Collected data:
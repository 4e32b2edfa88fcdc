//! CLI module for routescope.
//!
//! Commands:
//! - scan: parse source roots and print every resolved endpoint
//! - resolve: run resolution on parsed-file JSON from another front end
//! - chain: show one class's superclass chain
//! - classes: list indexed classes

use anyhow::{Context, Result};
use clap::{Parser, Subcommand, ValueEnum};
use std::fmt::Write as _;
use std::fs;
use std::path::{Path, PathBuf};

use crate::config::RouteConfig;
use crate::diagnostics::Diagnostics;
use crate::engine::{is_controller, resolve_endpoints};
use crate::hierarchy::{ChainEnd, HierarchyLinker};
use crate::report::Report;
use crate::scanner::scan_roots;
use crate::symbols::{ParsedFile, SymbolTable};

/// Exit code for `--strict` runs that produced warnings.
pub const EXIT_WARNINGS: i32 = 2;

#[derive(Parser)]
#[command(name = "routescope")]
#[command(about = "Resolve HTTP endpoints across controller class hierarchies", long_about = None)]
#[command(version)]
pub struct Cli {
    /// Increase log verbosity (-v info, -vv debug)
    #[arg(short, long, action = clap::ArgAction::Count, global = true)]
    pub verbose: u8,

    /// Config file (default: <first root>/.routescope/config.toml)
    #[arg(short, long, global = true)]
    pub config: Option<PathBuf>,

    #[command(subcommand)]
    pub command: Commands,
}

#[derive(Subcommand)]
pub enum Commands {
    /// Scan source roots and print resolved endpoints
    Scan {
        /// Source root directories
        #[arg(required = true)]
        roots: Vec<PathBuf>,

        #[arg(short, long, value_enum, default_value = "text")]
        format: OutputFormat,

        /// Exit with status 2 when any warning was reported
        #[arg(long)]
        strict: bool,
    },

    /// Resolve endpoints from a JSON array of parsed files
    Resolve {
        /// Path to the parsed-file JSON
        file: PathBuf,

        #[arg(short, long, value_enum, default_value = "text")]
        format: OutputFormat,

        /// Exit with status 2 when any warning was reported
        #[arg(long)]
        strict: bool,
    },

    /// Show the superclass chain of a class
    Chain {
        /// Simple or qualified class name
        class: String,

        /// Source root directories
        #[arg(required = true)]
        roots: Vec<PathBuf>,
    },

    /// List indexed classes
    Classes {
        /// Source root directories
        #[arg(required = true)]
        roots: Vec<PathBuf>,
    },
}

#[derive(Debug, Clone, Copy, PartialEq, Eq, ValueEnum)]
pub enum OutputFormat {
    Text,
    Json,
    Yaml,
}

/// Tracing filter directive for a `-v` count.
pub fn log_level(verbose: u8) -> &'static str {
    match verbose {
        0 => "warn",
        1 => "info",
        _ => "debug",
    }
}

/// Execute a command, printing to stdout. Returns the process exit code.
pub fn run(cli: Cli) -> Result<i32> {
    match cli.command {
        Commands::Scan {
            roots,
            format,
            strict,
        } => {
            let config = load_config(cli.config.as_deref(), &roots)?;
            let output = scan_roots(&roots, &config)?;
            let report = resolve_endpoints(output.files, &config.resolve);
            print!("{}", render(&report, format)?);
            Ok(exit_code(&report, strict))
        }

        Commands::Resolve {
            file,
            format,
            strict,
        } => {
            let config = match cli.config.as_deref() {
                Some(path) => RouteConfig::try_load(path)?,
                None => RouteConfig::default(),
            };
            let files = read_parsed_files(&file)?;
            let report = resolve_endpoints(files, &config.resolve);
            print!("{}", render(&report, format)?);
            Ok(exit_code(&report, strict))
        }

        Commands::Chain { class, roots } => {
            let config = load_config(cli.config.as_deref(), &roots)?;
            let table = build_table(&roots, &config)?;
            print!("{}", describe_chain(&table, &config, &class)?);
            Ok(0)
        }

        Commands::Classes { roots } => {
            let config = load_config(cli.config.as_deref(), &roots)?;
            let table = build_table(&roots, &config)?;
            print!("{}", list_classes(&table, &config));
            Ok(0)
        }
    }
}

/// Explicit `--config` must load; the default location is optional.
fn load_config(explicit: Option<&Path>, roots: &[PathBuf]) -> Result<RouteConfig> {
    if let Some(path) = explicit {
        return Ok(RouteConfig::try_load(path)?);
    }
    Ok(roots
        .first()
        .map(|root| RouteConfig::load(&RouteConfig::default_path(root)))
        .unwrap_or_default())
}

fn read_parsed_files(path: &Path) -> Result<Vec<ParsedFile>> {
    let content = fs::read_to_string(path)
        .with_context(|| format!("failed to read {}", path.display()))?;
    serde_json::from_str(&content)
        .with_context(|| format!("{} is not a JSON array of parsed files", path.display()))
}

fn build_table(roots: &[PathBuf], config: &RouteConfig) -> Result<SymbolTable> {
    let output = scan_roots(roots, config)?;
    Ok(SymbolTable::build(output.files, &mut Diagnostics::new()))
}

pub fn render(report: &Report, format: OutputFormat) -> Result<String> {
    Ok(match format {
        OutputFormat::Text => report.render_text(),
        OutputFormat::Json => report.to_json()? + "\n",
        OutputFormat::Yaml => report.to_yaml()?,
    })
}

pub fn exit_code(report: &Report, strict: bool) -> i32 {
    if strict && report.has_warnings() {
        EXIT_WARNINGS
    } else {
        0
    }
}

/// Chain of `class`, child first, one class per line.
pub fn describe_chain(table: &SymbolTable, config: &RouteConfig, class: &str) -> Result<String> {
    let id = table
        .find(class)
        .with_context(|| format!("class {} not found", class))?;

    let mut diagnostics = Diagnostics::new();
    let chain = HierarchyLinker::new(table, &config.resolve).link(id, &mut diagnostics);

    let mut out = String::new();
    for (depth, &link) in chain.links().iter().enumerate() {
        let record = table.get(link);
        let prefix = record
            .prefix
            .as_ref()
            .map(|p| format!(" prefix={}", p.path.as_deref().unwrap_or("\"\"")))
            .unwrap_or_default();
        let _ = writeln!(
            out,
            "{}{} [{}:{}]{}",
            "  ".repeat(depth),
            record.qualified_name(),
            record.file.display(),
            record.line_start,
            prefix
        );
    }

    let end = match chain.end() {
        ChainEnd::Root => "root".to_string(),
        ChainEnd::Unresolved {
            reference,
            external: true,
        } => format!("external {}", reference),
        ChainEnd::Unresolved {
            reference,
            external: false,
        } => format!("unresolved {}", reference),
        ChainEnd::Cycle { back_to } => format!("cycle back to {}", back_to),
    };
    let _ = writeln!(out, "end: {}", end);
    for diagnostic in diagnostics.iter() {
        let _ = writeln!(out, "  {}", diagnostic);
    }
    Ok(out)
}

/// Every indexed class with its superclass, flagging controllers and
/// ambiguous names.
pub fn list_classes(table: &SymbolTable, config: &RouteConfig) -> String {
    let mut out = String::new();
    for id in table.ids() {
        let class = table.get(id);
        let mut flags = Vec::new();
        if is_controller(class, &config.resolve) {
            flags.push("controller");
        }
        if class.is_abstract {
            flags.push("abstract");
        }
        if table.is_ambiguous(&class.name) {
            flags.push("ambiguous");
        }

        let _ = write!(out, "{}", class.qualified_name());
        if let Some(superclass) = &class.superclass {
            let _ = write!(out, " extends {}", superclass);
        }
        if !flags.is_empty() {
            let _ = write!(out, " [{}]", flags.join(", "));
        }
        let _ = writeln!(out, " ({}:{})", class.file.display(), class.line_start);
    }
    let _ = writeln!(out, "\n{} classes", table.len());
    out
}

--

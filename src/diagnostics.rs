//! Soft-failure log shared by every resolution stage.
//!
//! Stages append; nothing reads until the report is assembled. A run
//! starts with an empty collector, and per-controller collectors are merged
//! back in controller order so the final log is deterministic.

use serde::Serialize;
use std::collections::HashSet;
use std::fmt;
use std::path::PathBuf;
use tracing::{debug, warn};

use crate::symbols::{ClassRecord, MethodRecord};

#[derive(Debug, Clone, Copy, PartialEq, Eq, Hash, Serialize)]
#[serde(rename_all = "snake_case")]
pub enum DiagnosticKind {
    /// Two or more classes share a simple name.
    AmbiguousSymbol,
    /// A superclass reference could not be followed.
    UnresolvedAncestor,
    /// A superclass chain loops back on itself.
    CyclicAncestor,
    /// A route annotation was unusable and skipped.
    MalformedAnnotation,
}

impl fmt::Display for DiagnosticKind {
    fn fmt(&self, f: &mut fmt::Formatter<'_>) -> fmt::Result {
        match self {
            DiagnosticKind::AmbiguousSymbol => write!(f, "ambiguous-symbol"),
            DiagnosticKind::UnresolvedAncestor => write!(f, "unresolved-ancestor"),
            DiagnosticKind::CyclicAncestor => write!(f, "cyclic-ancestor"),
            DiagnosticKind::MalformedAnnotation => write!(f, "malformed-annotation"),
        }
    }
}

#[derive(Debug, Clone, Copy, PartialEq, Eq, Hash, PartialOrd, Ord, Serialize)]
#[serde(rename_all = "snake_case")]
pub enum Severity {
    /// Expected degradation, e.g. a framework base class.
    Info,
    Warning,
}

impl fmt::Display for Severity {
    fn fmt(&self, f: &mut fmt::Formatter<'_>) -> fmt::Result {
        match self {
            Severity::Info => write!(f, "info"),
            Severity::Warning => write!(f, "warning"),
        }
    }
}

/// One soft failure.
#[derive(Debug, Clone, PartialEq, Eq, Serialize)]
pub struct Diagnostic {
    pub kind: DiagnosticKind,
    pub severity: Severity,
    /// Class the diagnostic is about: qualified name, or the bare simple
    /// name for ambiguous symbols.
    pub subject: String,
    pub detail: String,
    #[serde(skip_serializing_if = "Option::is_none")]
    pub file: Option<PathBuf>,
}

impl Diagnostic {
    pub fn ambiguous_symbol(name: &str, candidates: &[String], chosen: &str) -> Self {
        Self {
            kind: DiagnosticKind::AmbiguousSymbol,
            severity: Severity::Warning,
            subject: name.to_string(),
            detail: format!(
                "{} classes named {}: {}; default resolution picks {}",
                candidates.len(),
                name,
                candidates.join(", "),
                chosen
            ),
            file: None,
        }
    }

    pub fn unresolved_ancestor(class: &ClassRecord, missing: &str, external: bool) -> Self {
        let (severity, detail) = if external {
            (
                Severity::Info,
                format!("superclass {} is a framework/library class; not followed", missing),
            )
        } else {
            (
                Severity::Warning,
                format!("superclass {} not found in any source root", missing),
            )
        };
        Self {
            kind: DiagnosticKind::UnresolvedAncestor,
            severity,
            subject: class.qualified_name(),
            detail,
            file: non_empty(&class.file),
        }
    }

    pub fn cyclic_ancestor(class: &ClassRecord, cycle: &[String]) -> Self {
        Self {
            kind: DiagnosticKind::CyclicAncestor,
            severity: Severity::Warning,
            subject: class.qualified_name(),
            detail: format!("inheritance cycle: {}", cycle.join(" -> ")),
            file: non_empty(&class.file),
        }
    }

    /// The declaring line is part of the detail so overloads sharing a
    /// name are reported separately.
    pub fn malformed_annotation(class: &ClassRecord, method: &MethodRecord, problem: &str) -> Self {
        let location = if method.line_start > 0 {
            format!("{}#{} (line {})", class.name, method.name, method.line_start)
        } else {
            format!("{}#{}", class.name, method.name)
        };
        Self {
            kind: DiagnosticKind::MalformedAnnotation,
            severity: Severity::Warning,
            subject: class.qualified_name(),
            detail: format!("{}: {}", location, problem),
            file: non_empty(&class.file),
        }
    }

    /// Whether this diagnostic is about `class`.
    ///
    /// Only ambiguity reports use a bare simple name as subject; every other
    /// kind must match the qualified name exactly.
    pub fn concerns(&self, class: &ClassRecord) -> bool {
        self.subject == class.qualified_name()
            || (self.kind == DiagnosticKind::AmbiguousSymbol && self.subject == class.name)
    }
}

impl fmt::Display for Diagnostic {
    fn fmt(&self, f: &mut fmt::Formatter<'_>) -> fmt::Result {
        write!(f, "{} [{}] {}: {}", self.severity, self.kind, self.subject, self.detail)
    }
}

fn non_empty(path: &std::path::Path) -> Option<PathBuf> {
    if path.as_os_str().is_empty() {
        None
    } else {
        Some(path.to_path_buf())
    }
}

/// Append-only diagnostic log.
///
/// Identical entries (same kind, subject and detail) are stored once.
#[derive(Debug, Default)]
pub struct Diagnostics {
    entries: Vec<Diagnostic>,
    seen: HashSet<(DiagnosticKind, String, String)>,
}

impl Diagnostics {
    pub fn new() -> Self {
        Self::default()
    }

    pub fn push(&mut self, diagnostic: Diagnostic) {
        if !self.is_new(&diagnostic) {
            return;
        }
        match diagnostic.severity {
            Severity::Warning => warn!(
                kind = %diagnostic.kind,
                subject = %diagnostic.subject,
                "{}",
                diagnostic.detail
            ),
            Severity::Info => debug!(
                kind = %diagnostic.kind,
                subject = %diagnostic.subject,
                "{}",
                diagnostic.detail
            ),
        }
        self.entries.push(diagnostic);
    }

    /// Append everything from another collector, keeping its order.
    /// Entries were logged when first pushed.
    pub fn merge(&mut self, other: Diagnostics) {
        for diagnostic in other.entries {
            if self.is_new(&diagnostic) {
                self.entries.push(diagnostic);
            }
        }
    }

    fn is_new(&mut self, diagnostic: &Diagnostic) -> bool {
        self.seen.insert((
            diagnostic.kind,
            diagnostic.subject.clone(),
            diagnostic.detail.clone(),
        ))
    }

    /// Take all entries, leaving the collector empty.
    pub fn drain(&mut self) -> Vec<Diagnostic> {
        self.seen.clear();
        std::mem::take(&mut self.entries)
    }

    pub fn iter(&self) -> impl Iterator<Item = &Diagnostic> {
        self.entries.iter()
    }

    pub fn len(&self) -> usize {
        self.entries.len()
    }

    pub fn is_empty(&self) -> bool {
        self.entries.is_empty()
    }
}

...

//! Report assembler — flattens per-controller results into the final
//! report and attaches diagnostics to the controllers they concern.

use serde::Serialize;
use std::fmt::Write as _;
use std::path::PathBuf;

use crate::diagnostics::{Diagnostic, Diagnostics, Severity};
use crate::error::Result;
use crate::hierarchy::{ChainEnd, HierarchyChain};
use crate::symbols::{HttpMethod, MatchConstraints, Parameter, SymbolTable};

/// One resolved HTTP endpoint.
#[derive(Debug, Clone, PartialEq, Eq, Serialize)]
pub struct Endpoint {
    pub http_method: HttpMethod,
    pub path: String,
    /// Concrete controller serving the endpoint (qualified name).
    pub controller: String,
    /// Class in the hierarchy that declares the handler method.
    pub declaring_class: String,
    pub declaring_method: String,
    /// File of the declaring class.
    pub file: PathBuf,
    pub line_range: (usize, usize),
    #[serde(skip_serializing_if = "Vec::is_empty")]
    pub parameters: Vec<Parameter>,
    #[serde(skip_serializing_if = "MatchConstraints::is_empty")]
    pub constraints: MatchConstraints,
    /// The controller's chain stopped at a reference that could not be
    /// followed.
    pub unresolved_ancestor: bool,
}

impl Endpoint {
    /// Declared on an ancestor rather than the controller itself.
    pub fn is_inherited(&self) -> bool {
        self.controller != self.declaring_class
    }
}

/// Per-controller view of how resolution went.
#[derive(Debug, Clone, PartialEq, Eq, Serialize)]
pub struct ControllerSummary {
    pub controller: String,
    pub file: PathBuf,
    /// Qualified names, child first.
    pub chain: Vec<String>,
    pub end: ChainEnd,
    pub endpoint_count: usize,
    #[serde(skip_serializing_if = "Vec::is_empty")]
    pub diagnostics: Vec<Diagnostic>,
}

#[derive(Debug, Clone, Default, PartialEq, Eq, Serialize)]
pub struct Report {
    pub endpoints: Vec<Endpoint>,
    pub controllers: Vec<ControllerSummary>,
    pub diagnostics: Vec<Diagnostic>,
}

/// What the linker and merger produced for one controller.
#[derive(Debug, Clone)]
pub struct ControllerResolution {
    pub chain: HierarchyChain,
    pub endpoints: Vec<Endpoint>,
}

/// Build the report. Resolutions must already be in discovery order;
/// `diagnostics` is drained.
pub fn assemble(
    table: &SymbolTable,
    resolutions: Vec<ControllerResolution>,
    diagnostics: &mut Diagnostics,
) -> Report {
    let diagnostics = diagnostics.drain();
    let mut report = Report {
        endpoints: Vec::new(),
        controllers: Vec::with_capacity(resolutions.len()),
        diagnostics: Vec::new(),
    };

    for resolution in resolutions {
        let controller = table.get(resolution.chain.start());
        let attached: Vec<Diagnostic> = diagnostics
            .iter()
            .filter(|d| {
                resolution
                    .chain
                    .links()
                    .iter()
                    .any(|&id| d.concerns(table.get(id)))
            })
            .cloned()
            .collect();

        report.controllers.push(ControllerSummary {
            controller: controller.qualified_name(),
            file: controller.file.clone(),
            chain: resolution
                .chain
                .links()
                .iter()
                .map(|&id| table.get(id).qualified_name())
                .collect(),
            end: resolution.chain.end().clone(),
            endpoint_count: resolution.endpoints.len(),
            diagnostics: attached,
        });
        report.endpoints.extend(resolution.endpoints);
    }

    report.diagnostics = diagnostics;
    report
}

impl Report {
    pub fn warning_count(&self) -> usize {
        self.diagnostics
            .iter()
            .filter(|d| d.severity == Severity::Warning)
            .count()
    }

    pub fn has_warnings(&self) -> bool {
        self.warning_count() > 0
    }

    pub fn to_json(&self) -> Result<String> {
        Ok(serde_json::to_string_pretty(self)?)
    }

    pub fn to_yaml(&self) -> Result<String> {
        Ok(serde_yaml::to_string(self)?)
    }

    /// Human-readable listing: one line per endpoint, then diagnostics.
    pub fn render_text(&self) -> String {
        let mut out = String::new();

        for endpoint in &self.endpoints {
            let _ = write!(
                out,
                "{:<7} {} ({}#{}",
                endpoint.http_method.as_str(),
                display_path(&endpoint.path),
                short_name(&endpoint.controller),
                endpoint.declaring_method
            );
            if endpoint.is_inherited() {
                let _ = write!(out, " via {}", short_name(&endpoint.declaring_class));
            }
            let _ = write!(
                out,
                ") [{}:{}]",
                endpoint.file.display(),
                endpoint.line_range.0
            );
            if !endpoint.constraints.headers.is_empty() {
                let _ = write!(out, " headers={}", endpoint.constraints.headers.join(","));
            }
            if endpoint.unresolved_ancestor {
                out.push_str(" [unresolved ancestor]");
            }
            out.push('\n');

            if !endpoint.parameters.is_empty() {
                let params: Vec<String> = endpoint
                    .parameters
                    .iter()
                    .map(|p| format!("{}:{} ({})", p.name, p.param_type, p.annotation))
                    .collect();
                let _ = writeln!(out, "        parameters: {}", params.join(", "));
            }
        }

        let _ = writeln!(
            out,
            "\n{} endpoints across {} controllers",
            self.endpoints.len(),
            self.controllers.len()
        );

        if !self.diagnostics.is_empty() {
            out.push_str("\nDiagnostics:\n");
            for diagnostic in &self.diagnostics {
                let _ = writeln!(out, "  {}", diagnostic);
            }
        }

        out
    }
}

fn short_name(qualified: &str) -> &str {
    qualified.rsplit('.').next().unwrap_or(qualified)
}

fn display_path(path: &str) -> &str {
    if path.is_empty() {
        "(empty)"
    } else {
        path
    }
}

§ Task objective: The stretch of entries above that starts with the line containing "repository 4e32b2edfa88fcdc" and goes on through the line containing "(default: <first root>/.routescope/config.toml)" is to be transcribed exactly, and no other line is to be transcribed.

§ Response to the task:
repository 4e32b2edfa88fcdc
//! CLI module for routescope.
//!
//! Commands:
//! - scan: parse source roots and print every resolved endpoint
//! - resolve: run resolution on parsed-file JSON from another front end
//! - chain: show one class's superclass chain
//! - classes: list indexed classes

use anyhow::{Context, Result};
use clap::{Parser, Subcommand, ValueEnum};
use std::fmt::Write as _;
use std::fs;
use std::path::{Path, PathBuf};

use crate::config::RouteConfig;
use crate::diagnostics::Diagnostics;
use crate::engine::{is_controller, resolve_endpoints};
use crate::hierarchy::{ChainEnd, HierarchyLinker};
use crate::report::Report;
use crate::scanner::scan_roots;
use crate::symbols::{ParsedFile, SymbolTable};

/// Exit code for `--strict` runs that produced warnings.
pub const EXIT_WARNINGS: i32 = 2;

#[derive(Parser)]
#[command(name = "routescope")]
#[command(about = "Resolve HTTP endpoints across controller class hierarchies", long_about = None)]
#[command(version)]
pub struct Cli {
    /// Increase log verbosity (-v info, -vv debug)
    #[arg(short, long, action = clap::ArgAction::Count, global = true)]
    pub verbose: u8,

    /// Config file (default: <first root>/.routescope/config.toml)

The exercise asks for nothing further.